Task to carry out »
Report only how many lines below include "guards".

Supplied records »

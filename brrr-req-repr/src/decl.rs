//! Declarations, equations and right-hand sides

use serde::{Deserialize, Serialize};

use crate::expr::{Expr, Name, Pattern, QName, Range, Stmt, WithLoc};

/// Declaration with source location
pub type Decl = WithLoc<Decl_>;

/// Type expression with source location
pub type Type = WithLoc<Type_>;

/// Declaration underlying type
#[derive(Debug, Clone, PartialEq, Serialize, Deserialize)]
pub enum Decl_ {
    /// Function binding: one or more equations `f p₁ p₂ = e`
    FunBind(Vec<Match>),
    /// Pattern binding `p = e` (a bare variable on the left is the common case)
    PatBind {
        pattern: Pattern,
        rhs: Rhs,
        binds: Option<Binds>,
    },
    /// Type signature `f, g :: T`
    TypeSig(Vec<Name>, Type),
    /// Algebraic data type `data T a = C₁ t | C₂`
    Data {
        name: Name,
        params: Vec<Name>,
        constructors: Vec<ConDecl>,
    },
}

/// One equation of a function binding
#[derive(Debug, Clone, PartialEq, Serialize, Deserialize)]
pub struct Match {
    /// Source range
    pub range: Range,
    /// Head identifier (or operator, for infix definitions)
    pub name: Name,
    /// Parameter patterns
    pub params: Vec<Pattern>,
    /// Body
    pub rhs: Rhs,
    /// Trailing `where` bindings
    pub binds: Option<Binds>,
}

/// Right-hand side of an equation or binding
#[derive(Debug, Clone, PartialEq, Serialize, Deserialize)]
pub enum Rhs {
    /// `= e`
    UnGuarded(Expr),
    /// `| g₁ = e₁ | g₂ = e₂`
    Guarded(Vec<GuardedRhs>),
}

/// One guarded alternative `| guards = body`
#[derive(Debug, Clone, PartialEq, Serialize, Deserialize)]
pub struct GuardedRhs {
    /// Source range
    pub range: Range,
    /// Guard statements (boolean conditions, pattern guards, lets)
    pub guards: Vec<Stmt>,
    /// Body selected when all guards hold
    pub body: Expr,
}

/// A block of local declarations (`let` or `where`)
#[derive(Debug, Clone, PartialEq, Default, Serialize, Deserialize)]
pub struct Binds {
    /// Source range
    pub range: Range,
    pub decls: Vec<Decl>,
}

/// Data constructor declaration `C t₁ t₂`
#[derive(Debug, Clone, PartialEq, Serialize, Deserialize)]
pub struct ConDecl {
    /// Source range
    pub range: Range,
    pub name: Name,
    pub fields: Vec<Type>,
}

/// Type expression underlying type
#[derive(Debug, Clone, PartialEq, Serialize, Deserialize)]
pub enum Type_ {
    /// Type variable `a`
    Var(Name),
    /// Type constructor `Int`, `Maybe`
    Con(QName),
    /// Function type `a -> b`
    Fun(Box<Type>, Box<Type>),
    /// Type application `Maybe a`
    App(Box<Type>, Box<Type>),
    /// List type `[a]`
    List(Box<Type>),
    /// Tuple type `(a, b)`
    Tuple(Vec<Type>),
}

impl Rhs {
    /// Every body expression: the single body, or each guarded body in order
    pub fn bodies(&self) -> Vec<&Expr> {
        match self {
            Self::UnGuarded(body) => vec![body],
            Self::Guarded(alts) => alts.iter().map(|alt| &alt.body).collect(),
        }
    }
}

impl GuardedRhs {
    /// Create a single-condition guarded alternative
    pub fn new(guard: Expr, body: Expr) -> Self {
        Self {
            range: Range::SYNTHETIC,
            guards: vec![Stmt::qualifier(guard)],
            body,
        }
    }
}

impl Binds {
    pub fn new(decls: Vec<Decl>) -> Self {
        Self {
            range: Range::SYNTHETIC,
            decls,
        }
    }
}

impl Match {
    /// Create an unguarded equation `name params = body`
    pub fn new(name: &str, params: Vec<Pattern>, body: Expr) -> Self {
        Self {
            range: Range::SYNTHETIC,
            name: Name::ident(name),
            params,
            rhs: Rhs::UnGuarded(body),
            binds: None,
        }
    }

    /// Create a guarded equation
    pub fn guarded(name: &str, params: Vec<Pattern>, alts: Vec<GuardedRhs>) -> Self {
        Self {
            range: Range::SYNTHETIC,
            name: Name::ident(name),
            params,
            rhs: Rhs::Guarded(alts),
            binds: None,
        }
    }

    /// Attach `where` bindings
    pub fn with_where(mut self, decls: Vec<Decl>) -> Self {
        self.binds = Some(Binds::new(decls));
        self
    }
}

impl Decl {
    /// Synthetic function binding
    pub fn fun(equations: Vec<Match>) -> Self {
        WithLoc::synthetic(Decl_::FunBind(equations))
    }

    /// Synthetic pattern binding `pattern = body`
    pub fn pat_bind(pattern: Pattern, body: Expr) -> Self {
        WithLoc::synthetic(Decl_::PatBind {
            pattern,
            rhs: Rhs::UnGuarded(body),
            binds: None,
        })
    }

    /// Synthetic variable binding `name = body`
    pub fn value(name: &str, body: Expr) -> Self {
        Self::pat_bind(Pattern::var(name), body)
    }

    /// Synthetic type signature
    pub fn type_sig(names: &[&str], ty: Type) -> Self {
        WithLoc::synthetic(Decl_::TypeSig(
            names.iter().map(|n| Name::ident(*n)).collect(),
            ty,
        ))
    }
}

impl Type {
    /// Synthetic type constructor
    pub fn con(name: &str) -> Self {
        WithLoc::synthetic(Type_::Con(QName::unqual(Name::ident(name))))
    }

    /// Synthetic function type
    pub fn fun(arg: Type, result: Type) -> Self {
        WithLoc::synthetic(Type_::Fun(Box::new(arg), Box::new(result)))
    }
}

---

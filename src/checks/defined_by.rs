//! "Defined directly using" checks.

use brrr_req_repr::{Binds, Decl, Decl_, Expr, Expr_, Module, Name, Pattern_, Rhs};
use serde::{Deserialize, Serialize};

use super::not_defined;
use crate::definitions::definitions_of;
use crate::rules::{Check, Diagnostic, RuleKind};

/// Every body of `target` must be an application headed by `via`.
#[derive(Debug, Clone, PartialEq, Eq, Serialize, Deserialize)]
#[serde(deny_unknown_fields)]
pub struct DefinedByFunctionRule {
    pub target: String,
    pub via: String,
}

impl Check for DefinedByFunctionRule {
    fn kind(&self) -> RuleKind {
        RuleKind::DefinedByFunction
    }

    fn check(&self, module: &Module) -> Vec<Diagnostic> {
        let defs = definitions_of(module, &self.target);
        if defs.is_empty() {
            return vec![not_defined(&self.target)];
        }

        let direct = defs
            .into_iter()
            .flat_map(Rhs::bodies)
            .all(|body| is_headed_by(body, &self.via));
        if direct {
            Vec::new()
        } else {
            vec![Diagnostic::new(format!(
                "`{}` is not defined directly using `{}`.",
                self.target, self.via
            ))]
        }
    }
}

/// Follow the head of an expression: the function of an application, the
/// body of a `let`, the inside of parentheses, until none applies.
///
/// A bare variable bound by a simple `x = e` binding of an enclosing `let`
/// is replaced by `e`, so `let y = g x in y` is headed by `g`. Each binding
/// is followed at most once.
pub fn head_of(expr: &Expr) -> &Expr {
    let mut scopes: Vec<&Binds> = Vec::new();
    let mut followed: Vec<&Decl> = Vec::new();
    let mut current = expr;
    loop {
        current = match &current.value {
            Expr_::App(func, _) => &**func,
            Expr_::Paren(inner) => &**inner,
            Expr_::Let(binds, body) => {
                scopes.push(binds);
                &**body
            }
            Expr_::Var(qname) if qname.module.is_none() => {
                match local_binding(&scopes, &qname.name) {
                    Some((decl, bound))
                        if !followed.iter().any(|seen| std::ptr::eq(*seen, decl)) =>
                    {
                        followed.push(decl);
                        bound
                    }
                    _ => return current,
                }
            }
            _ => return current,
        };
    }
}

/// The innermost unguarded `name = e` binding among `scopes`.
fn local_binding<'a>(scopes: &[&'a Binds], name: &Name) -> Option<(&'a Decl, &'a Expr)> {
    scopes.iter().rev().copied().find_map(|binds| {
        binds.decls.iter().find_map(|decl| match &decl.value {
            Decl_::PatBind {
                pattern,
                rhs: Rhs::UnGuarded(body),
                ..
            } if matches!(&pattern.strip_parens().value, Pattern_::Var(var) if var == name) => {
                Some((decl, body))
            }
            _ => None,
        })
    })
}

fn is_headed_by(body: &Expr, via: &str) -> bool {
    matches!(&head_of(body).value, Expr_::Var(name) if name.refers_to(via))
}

...

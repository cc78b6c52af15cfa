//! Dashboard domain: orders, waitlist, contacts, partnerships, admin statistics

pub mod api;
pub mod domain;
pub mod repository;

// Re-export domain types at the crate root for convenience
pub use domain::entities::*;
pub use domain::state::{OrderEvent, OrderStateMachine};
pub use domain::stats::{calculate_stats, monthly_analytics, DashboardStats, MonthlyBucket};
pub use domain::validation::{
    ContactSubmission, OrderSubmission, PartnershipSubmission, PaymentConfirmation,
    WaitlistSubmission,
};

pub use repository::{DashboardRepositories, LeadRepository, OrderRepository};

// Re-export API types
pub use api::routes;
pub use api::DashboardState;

Response to this task »
5